● What you need to do: Reply with one number only: the count of lines below that contain the word "BTreeSet".

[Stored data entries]

_ _ _ _ _ _ _

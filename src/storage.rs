use crate::models::{
    parse_weekday, weekday_name, HealthRecord, RecordInput, ReportFrequency, ReportSchedule,
};
use chrono::{NaiveDate, NaiveDateTime, NaiveTime, Utc};
use sqlx::sqlite::{SqlitePool, SqlitePoolOptions};
use std::path::PathBuf;
use thiserror::Error;
use tracing::info;

pub type DbPool = SqlitePool;

#[derive(Debug, Error)]
pub enum StoreError {
    #[error("record not found")]
    NotFound,
    #[error("a record for {0} already exists")]
    DateConflict(NaiveDate),
    #[error("stored value is invalid: {0}")]
    Corrupt(String),
    #[error(transparent)]
    Database(#[from] sqlx::Error),
    #[error(transparent)]
    Migrate(#[from] sqlx::migrate::MigrateError),
    #[error("failed to prepare database directory: {0}")]
    Io(#[from] std::io::Error),
}

const RECORD_COLUMNS: &str =
    "id, date, steps, sleep_hours, heart_rate, notes, created_at, updated_at";

/// Filesystem location of a `sqlite:` URL, or `None` for in-memory databases.
pub fn database_file(database_url: &str) -> Option<PathBuf> {
    let rest = database_url
        .strip_prefix("sqlite://")
        .or_else(|| database_url.strip_prefix("sqlite:"))?;
    let path = rest.split('?').next().unwrap_or_default();
    if path.is_empty() || path == ":memory:" {
        return None;
    }
    Some(PathBuf::from(path))
}

/// Opens the pool and applies migrations, creating the database's parent
/// directory first when the URL points at a file.
pub async fn connect(database_url: &str) -> Result<DbPool, StoreError> {
    if let Some(parent) = database_file(database_url)
        .as_deref()
        .and_then(|path| path.parent())
        .filter(|parent| !parent.as_os_str().is_empty())
    {
        tokio::fs::create_dir_all(parent).await?;
    }

    let pool = SqlitePoolOptions::new()
        .max_connections(5)
        .connect(database_url)
        .await?;
    migrate(&pool).await?;
    info!("database ready at {database_url}");
    Ok(pool)
}

pub async fn migrate(pool: &DbPool) -> Result<(), StoreError> {
    sqlx::migrate!("./migrations").run(pool).await?;
    Ok(())
}

/// All records, newest first.
pub async fn list_records(pool: &DbPool) -> Result<Vec<HealthRecord>, StoreError> {
    let records = sqlx::query_as::<_, HealthRecord>(&format!(
        "SELECT {RECORD_COLUMNS} FROM health_records ORDER BY date DESC"
    ))
    .fetch_all(pool)
    .await?;
    Ok(records)
}

pub async fn records_between(
    pool: &DbPool,
    start: NaiveDate,
    end: NaiveDate,
) -> Result<Vec<HealthRecord>, StoreError> {
    let records = sqlx::query_as::<_, HealthRecord>(&format!(
        "SELECT {RECORD_COLUMNS} FROM health_records WHERE date >= ?1 AND date <= ?2 ORDER BY date ASC"
    ))
    .bind(start)
    .bind(end)
    .fetch_all(pool)
    .await?;
    Ok(records)
}

pub async fn get_record(pool: &DbPool, id: i64) -> Result<HealthRecord, StoreError> {
    sqlx::query_as::<_, HealthRecord>(&format!(
        "SELECT {RECORD_COLUMNS} FROM health_records WHERE id = ?1"
    ))
    .bind(id)
    .fetch_optional(pool)
    .await?
    .ok_or(StoreError::NotFound)
}

/// Inserts a record, or updates the existing record for the same date.
pub async fn upsert_record(pool: &DbPool, input: &RecordInput) -> Result<HealthRecord, StoreError> {
    let now = Utc::now();
    let record = sqlx::query_as::<_, HealthRecord>(&format!(
        r#"
        INSERT INTO health_records (date, steps, sleep_hours, heart_rate, notes, created_at, updated_at)
        VALUES (?1, ?2, ?3, ?4, ?5, ?6, ?6)
        ON CONFLICT(date) DO UPDATE SET
          steps = excluded.steps,
          sleep_hours = excluded.sleep_hours,
          heart_rate = excluded.heart_rate,
          notes = excluded.notes,
          updated_at = excluded.updated_at
        RETURNING {RECORD_COLUMNS}
        "#
    ))
    .bind(input.date)
    .bind(input.steps)
    .bind(input.sleep_hours)
    .bind(input.heart_rate)
    .bind(input.notes.as_deref())
    .bind(now)
    .fetch_one(pool)
    .await?;

    info!("saved record for {}", record.date);
    Ok(record)
}

pub async fn update_record(
    pool: &DbPool,
    id: i64,
    input: &RecordInput,
) -> Result<HealthRecord, StoreError> {
    let record = sqlx::query_as::<_, HealthRecord>(&format!(
        r#"
        UPDATE health_records
        SET date = ?1, steps = ?2, sleep_hours = ?3, heart_rate = ?4, notes = ?5, updated_at = ?6
        WHERE id = ?7
        RETURNING {RECORD_COLUMNS}
        "#
    ))
    .bind(input.date)
    .bind(input.steps)
    .bind(input.sleep_hours)
    .bind(input.heart_rate)
    .bind(input.notes.as_deref())
    .bind(Utc::now())
    .bind(id)
    .fetch_optional(pool)
    .await
    .map_err(|err| date_conflict_or(err, input.date))?
    .ok_or(StoreError::NotFound)?;

    info!("updated record {id} ({})", record.date);
    Ok(record)
}

/// The unique index on `date` is the source of truth for clashes.
fn date_conflict_or(err: sqlx::Error, date: NaiveDate) -> StoreError {
    if let sqlx::Error::Database(db_err) = &err {
        if db_err.is_unique_violation() {
            return StoreError::DateConflict(date);
        }
    }
    StoreError::Database(err)
}

pub async fn delete_record(pool: &DbPool, id: i64) -> Result<(), StoreError> {
    let result = sqlx::query("DELETE FROM health_records WHERE id = ?1")
        .bind(id)
        .execute(pool)
        .await?;
    if result.rows_affected() == 0 {
        return Err(StoreError::NotFound);
    }
    info!("deleted record {id}");
    Ok(())
}

#[derive(sqlx::FromRow)]
struct ScheduleRow {
    enabled: bool,
    frequency: String,
    report_time: NaiveTime,
    day_of_week: Option<String>,
    day_of_month: Option<i64>,
    recipient_email: Option<String>,
    range_days: i64,
    next_report_at: Option<NaiveDateTime>,
    last_report_sent_at: Option<NaiveDateTime>,
}

impl TryFrom<ScheduleRow> for ReportSchedule {
    type Error = StoreError;

    fn try_from(row: ScheduleRow) -> Result<Self, Self::Error> {
        let corrupt = |err: crate::models::ValidationError| StoreError::Corrupt(err.to_string());
        let frequency: ReportFrequency = row.frequency.parse().map_err(corrupt)?;
        let day_of_week = row
            .day_of_week
            .as_deref()
            .map(parse_weekday)
            .transpose()
            .map_err(corrupt)?;
        let day_of_month = row
            .day_of_month
            .map(u32::try_from)
            .transpose()
            .map_err(|err| StoreError::Corrupt(err.to_string()))?;
        let range_days =
            u32::try_from(row.range_days).map_err(|err| StoreError::Corrupt(err.to_string()))?;

        Ok(ReportSchedule {
            enabled: row.enabled,
            frequency,
            report_time: row.report_time,
            day_of_week,
            day_of_month,
            recipient_email: row.recipient_email,
            range_days,
            next_report_at: row.next_report_at,
            last_report_sent_at: row.last_report_sent_at,
        })
    }
}

/// The stored schedule, or the defaults when none has been saved yet.
pub async fn load_schedule(pool: &DbPool) -> Result<ReportSchedule, StoreError> {
    let row = sqlx::query_as::<_, ScheduleRow>(
        r#"
        SELECT enabled, frequency, report_time, day_of_week, day_of_month,
               recipient_email, range_days, next_report_at, last_report_sent_at
        FROM report_schedule WHERE id = 1
        "#,
    )
    .fetch_optional(pool)
    .await?;

    match row {
        Some(row) => row.try_into(),
        None => Ok(ReportSchedule::default()),
    }
}

pub async fn save_schedule(pool: &DbPool, schedule: &ReportSchedule) -> Result<(), StoreError> {
    sqlx::query(
        r#"
        INSERT INTO report_schedule (
          id, enabled, frequency, report_time, day_of_week, day_of_month,
          recipient_email, range_days, next_report_at, last_report_sent_at, updated_at
        )
        VALUES (1, ?1, ?2, ?3, ?4, ?5, ?6, ?7, ?8, ?9, ?10)
        ON CONFLICT(id) DO UPDATE SET
          enabled = excluded.enabled,
          frequency = excluded.frequency,
          report_time = excluded.report_time,
          day_of_week = excluded.day_of_week,
          day_of_month = excluded.day_of_month,
          recipient_email = excluded.recipient_email,
          range_days = excluded.range_days,
          next_report_at = excluded.next_report_at,
          last_report_sent_at = excluded.last_report_sent_at,
          updated_at = excluded.updated_at
        "#,
    )
    .bind(schedule.enabled)
    .bind(schedule.frequency.as_str())
    .bind(schedule.report_time)
    .bind(schedule.day_of_week.map(weekday_name))
    .bind(schedule.day_of_month.map(i64::from))
    .bind(schedule.recipient_email.as_deref())
    .bind(i64::from(schedule.range_days))
    .bind(schedule.next_report_at)
    .bind(schedule.last_report_sent_at)
    .bind(Utc::now())
    .execute(pool)
    .await?;
    Ok(())
}

#[cfg(test)]
mod tests {
    use super::*;
    use crate::test_utils::{input, seed_days, setup_test_db};
    use chrono::Weekday;

    fn day(d: u32) -> NaiveDate {
        NaiveDate::from_ymd_opt(2026, 1, d).unwrap()
    }

    #[test]
    fn database_file_handles_urls() {
        assert_eq!(
            database_file("sqlite://data/health.db?mode=rwc"),
            Some(PathBuf::from("data/health.db"))
        );
        assert_eq!(database_file("sqlite::memory:"), None);
        assert_eq!(database_file("postgres://localhost/db"), None);
    }

    #[tokio::test]
    async fn connect_creates_missing_database_directory() {
        let root = tempfile::tempdir().unwrap();
        let file = root.path().join("nested").join("data").join("health.db");
        let url = format!("sqlite://{}?mode=rwc", file.display());

        let pool = connect(&url).await.unwrap();
        assert!(file.exists());
        assert!(list_records(&pool).await.unwrap().is_empty());
    }

    #[tokio::test]
    async fn upsert_updates_existing_date_in_place() {
        let pool = setup_test_db().await;

        let first = upsert_record(&pool, &input(day(5), 1000, 6.0, None)).await.unwrap();
        let second = upsert_record(&pool, &input(day(5), 2000, 7.5, Some(70)))
            .await
            .unwrap();

        assert_eq!(first.id, second.id);
        assert_eq!(second.steps, 2000);
        assert_eq!(second.heart_rate, Some(70));
        assert_eq!(list_records(&pool).await.unwrap().len(), 1);
    }

    #[tokio::test]
    async fn list_is_newest_first_and_range_query_is_inclusive() {
        let pool = setup_test_db().await;
        seed_days(&pool, day(10), 5).await;

        let all = list_records(&pool).await.unwrap();
        assert_eq!(all.first().map(|r| r.date), Some(day(10)));
        assert_eq!(all.last().map(|r| r.date), Some(day(6)));

        let window = records_between(&pool, day(7), day(9)).await.unwrap();
        let dates: Vec<NaiveDate> = window.iter().map(|r| r.date).collect();
        assert_eq!(dates, vec![day(7), day(8), day(9)]);
    }

    #[tokio::test]
    async fn update_rejects_date_owned_by_another_record() {
        let pool = setup_test_db().await;
        let seeded = seed_days(&pool, day(10), 2).await;
        let (newest, older) = (&seeded[0], &seeded[1]);

        let err = update_record(&pool, older.id, &input(newest.date, 1, 1.0, None))
            .await
            .unwrap_err();
        assert!(matches!(err, StoreError::DateConflict(date) if date == newest.date));

        let moved = update_record(&pool, older.id, &input(day(1), 1, 1.0, None))
            .await
            .unwrap();
        assert_eq!(moved.date, day(1));
        assert_eq!(moved.created_at, older.created_at);

        let missing = update_record(&pool, 9999, &input(day(2), 1, 1.0, None))
            .await
            .unwrap_err();
        assert!(matches!(missing, StoreError::NotFound));
    }

    #[tokio::test]
    async fn delete_missing_record_is_not_found() {
        let pool = setup_test_db().await;
        let seeded = seed_days(&pool, day(10), 1).await;

        delete_record(&pool, seeded[0].id).await.unwrap();
        assert!(matches!(
            delete_record(&pool, seeded[0].id).await,
            Err(StoreError::NotFound)
        ));
        assert!(matches!(get_record(&pool, 999).await, Err(StoreError::NotFound)));
    }

    #[tokio::test]
    async fn schedule_defaults_then_round_trips() {
        let pool = setup_test_db().await;
        assert_eq!(load_schedule(&pool).await.unwrap(), ReportSchedule::default());

        let schedule = ReportSchedule {
            enabled: true,
            frequency: ReportFrequency::Weekly,
            report_time: NaiveTime::from_hms_opt(7, 30, 0).unwrap(),
            day_of_week: Some(Weekday::Fri),
            day_of_month: None,
            recipient_email: Some("me@example.com".to_string()),
            range_days: 14,
            next_report_at: day(9).and_hms_opt(7, 30, 0),
            last_report_sent_at: None,
        };
        save_schedule(&pool, &schedule).await.unwrap();
        assert_eq!(load_schedule(&pool).await.unwrap(), schedule);
    }
}
//! Week-over-week comparison of steps and sleep.
//!
//! The current window is the seven calendar days ending at the latest
//! loaded date; the previous window is the seven days right before it.

use crate::models::HealthRecord;
use chrono::{Duration, NaiveDate};
use std::collections::BTreeSet;

pub const WINDOW_DAYS: i64 = 7;
pub const MIN_DISTINCT_DAYS: usize = 3;
pub const INSUFFICIENT_DATA_MESSAGE: &str = "Not enough data for a weekly comparison yet.";

/// One loaded row as seen by the calculator. Missing values count as zero.
#[derive(Debug, Clone, Copy, PartialEq)]
pub struct DailySample {
    pub date: NaiveDate,
    pub steps: Option<i64>,
    pub sleep_hours: Option<f64>,
}

impl From<&HealthRecord> for DailySample {
    fn from(record: &HealthRecord) -> Self {
        Self {
            date: record.date,
            steps: Some(record.steps),
            sleep_hours: Some(record.sleep_hours),
        }
    }
}

#[derive(Debug, Clone, Copy, PartialEq)]
pub enum WeeklyInsight {
    /// Nothing loaded.
    Idle,
    InsufficientData,
    Comparison { steps_delta: i64, sleep_delta: f64 },
}

impl WeeklyInsight {
    pub fn message(&self) -> Option<String> {
        match self {
            Self::Idle => None,
            Self::InsufficientData => Some(INSUFFICIENT_DATA_MESSAGE.to_string()),
            Self::Comparison {
                steps_delta,
                sleep_delta,
            } => Some(format!(
                "{} steps/day, sleep {} hrs",
                signed_steps(*steps_delta),
                signed_sleep(*sleep_delta)
            )),
        }
    }
}

#[derive(Debug, Default)]
struct WindowTotals {
    steps: f64,
    sleep: f64,
    rows: usize,
    days: BTreeSet<NaiveDate>,
}

impl WindowTotals {
    fn add(&mut self, sample: &DailySample) {
        self.steps += sample.steps.unwrap_or(0) as f64;
        self.sleep += sample.sleep_hours.unwrap_or(0.0);
        self.rows += 1;
        self.days.insert(sample.date);
    }

    fn is_sufficient(&self) -> bool {
        self.days.len() >= MIN_DISTINCT_DAYS
    }

    fn averages(&self) -> (f64, f64) {
        let rows = self.rows as f64;
        (self.steps / rows, self.sleep / rows)
    }
}

pub fn compare_weeks(samples: &[DailySample]) -> WeeklyInsight {
    let Some(latest) = samples.iter().map(|sample| sample.date).max() else {
        return WeeklyInsight::Idle;
    };

    // Windows are clamped at the earliest representable date.
    let current_start = days_before(latest, WINDOW_DAYS - 1).unwrap_or(NaiveDate::MIN);
    let previous_window = days_before(current_start, 1).map(|previous_end| {
        let previous_start = days_before(current_start, WINDOW_DAYS).unwrap_or(NaiveDate::MIN);
        (previous_start, previous_end)
    });

    let mut current = WindowTotals::default();
    let mut previous = WindowTotals::default();
    for sample in samples {
        if sample.date >= current_start && sample.date <= latest {
            current.add(sample);
        } else if previous_window
            .is_some_and(|(start, end)| sample.date >= start && sample.date <= end)
        {
            previous.add(sample);
        }
    }

    if !current.is_sufficient() || !previous.is_sufficient() {
        return WeeklyInsight::InsufficientData;
    }

    let (current_steps, current_sleep) = current.averages();
    let (previous_steps, previous_sleep) = previous.averages();

    WeeklyInsight::Comparison {
        steps_delta: (current_steps - previous_steps).round() as i64,
        sleep_delta: round_tenths(current_sleep - previous_sleep),
    }
}

/// Insight text for a set of records, or `None` when nothing is loaded.
pub fn weekly_insight(records: &[HealthRecord]) -> Option<String> {
    let samples: Vec<DailySample> = records.iter().map(DailySample::from).collect();
    compare_weeks(&samples).message()
}

fn days_before(date: NaiveDate, days: i64) -> Option<NaiveDate> {
    date.checked_sub_signed(Duration::days(days))
}

fn round_tenths(value: f64) -> f64 {
    // adding 0.0 folds -0.0 into 0.0
    (value * 10.0).round() / 10.0 + 0.0
}

fn signed_steps(delta: i64) -> String {
    format!("{delta:+}")
}

fn signed_sleep(delta: f64) -> String {
    if delta < 0.0 {
        format!("-{:.1}", delta.abs())
    } else {
        format!("+{:.1}", delta)
    }
}
use crate::ai::AiClient;
use crate::storage::DbPool;
use std::sync::Arc;

#[derive(Clone)]
pub struct AppState {
    pub db: DbPool,
    pub ai: Option<Arc<AiClient>>,
}

impl AppState {
    pub fn new(db: DbPool, ai: Option<AiClient>) -> Self {
        Self {
            db,
            ai: ai.map(Arc::new),
        }
    }
}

_ _ _ _ _ _ _

● Reply to the task: 2